Both are Model T Ford’s
My elderly next door neighbors Willie and Lois White, who were both born in 1913 and grew up with Model T’s and are both now deceased, always referred to my 1926 coupe as a “T Model”. I never asked them why and wish I had asked, but l assume that is the way everyone back then referred to the Model T. If it had remained that way, we would all be discussing this on the TMFCA Forum. . Jim Patrick
When I registered my first T with personalised number plates, I tried for TM-1916 but that was taken, so second choice was MT-1916 so unbeknown at the time that I actually got it right with the second one.
we own several Model T Fords!
In Holland it's just "T Ford" with most people, pronounced like [Tayford].
I have always called my Model T a T MODEL !!
Somehow "Ford Model T Club of America" Just doesn't sound right . . .
Remember, many car companies made model T's, even Chevrolet! Of course, today, nobody knows that! So, let's just stick with what we are comfortable with.
I guess I didn’t think about “T Model” when I posted the question, but glad the Southerners corrected me. I definitely hear that term around the fields of Hershey every year.
It’s been fun reading through all the responses. I’m going to tally it all up at the end of the year and post the results.
I was setting at the restaurant for breakfast this morning and someone asked me about my T Model. Seems a lot of people around here call them by that name. I catch myself doing the same sometime.

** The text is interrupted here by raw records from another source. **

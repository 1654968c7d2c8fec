//! Output formatting utilities
//!
//! Provides table and JSON output formatting for CLI commands.

use crate::alerts::types::{format_quantity, ActiveAlert, ThresholdConfig};
use crate::cli::args::OutputFormat;
use serde::Serialize;
use std::io::{self, Write};

/// Format and print output based on the selected format
pub fn print_output<T: Serialize + TableDisplay>(data: &T, format: OutputFormat) -> io::Result<()> {
    let stdout = io::stdout();
    let mut handle = stdout.lock();

    match format {
        OutputFormat::Table => {
            writeln!(handle, "{}", data.to_table())?;
        }
        OutputFormat::Json => {
            let json = serde_json::to_string_pretty(data).unwrap_or_else(|_| "{}".to_string());
            writeln!(handle, "{}", json)?;
        }
        OutputFormat::Compact => {
            writeln!(handle, "{}", data.to_compact())?;
        }
    }

    Ok(())
}

/// Trait for types that can be displayed as a table
pub trait TableDisplay {
    /// Format as a table string
    fn to_table(&self) -> String;

    /// Format as a compact single line
    fn to_compact(&self) -> String {
        self.to_table().replace('\n', " | ")
    }
}

/// Threshold entry for display
#[derive(Debug, Clone, Serialize)]
pub struct ThresholdRow {
    pub name: String,
    pub kind: String,
    pub metric: String,
    pub threshold: f64,
    pub duration_secs: u64,
    pub severity: String,
}

impl From<&(String, ThresholdConfig)> for ThresholdRow {
    fn from((name, config): &(String, ThresholdConfig)) -> Self {
        Self {
            name: name.clone(),
            kind: config.kind.to_string(),
            metric: format!("{:?}", config.metric),
            threshold: config.threshold,
            duration_secs: config.duration.as_secs(),
            severity: config.severity.to_string(),
        }
    }
}

impl TableDisplay for ThresholdRow {
    fn to_table(&self) -> String {
        format!(
            "{:<28} {:>12} {:>6}s  {:<8} {}",
            self.name,
            format_quantity(self.threshold),
            self.duration_secs,
            self.severity,
            self.kind,
        )
    }

    fn to_compact(&self) -> String {
        format!("{}={}", self.name, self.threshold)
    }
}

/// Threshold listing for display
#[derive(Debug, Clone, Serialize)]
pub struct ThresholdList {
    pub thresholds: Vec<ThresholdRow>,
}

impl ThresholdList {
    /// Build a listing sorted by threshold name
    pub fn new(configs: &[(String, ThresholdConfig)]) -> Self {
        let mut thresholds: Vec<ThresholdRow> = configs.iter().map(ThresholdRow::from).collect();
        thresholds.sort_by(|a, b| a.name.cmp(&b.name));
        Self { thresholds }
    }
}

impl TableDisplay for ThresholdList {
    fn to_table(&self) -> String {
        if self.thresholds.is_empty() {
            return "No thresholds configured".to_string();
        }
        let mut out = format!(
            "{:<28} {:>12} {:>7}  {:<8} {}",
            "NAME", "THRESHOLD", "FOR", "SEVERITY", "KIND"
        );
        for row in &self.thresholds {
            out.push('\n');
            out.push_str(&row.to_table());
        }
        out
    }

    fn to_compact(&self) -> String {
        self.thresholds
            .iter()
            .map(|row| row.to_compact())
            .collect::<Vec<_>>()
            .join(" ")
    }
}

/// Active alert listing for display
#[derive(Debug, Clone, Serialize)]
pub struct ActiveAlertList {
    pub alerts: Vec<ActiveAlertRow>,
}

#[derive(Debug, Clone, Serialize)]
pub struct ActiveAlertRow {
    pub key: String,
    pub severity: String,
    pub current_value: f64,
    pub message: String,
}

impl ActiveAlertList {
    /// Build a listing sorted by alert key
    pub fn new(alerts: impl IntoIterator<Item = (String, ActiveAlert)>) -> Self {
        let mut alerts: Vec<ActiveAlertRow> = alerts
            .into_iter()
            .map(|(key, alert)| ActiveAlertRow {
                key,
                severity: alert.severity.to_string(),
                current_value: alert.current_value,
                message: alert.message,
            })
            .collect();
        alerts.sort_by(|a, b| a.key.cmp(&b.key));
        Self { alerts }
    }
}

impl TableDisplay for ActiveAlertList {
    fn to_table(&self) -> String {
        if self.alerts.is_empty() {
            return "No active alerts".to_string();
        }
        let mut out = String::new();
        for (i, row) in self.alerts.iter().enumerate() {
            if i > 0 {
                out.push('\n');
            }
            out.push_str(&format!(
                "[{}] {}: {}",
                row.severity, row.key, row.message
            ));
        }
        out
    }
}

I always get asked is that a model T or an A.And they never say Ford.It seems every one knows it's a Ford even young people.
Oh the truth is I use Model T Ford or Ford Model T, when talking to people that are unfamiliar with them. With ones that are it's "The Model T" or "The Model A". But never "The T Model" or "The A Model". It's a regional thing to say "T/A Model" I think.
My answer to anyone asking is "Ford T".
If that doesn't drop the penny then I add the word "Model" into it....which then seems to make it clear to the general public.
If you are going to tally up? Put me under the "ambiverbose" column. I may have felt the need to needle Steve J a bit, but I like that word! (Whether new or not.)
Besides, I do use most the various words in most the common orders. Model T, T model with or without Ford (first last or sometimes even middle), I use them all.
Fun thread! Thank you to all. (Especially Steve J)
In Sweden it's like in Holland: T-Ford, though the pronunciation would be a little different
Perhaps we should count how many people googled the word “ambiverbose”...+1...(grin)
Maybe if you look at my profile you will see way they never ask if it is a Ford.I didn't think of that.
It's Just "1913 Model T" or "24 Model TT One Tonner".
People with Mustangs or Corvettes don't bother to tell you they have a "Ford' or a "Chev" (swear word), They are proud enough just to say "a 66 Mustang" or "a 58 Corvette".
That is all that is needed.
I grew up in the Los Angeles area so this might have been a local thing, but in the 1950's many called them "T bone". Or just shortened it to "bone". I also heard my father and grandfather call them "T Model".
I've heard people use both terms. The T model seems to be used by older people and Model T by younger people.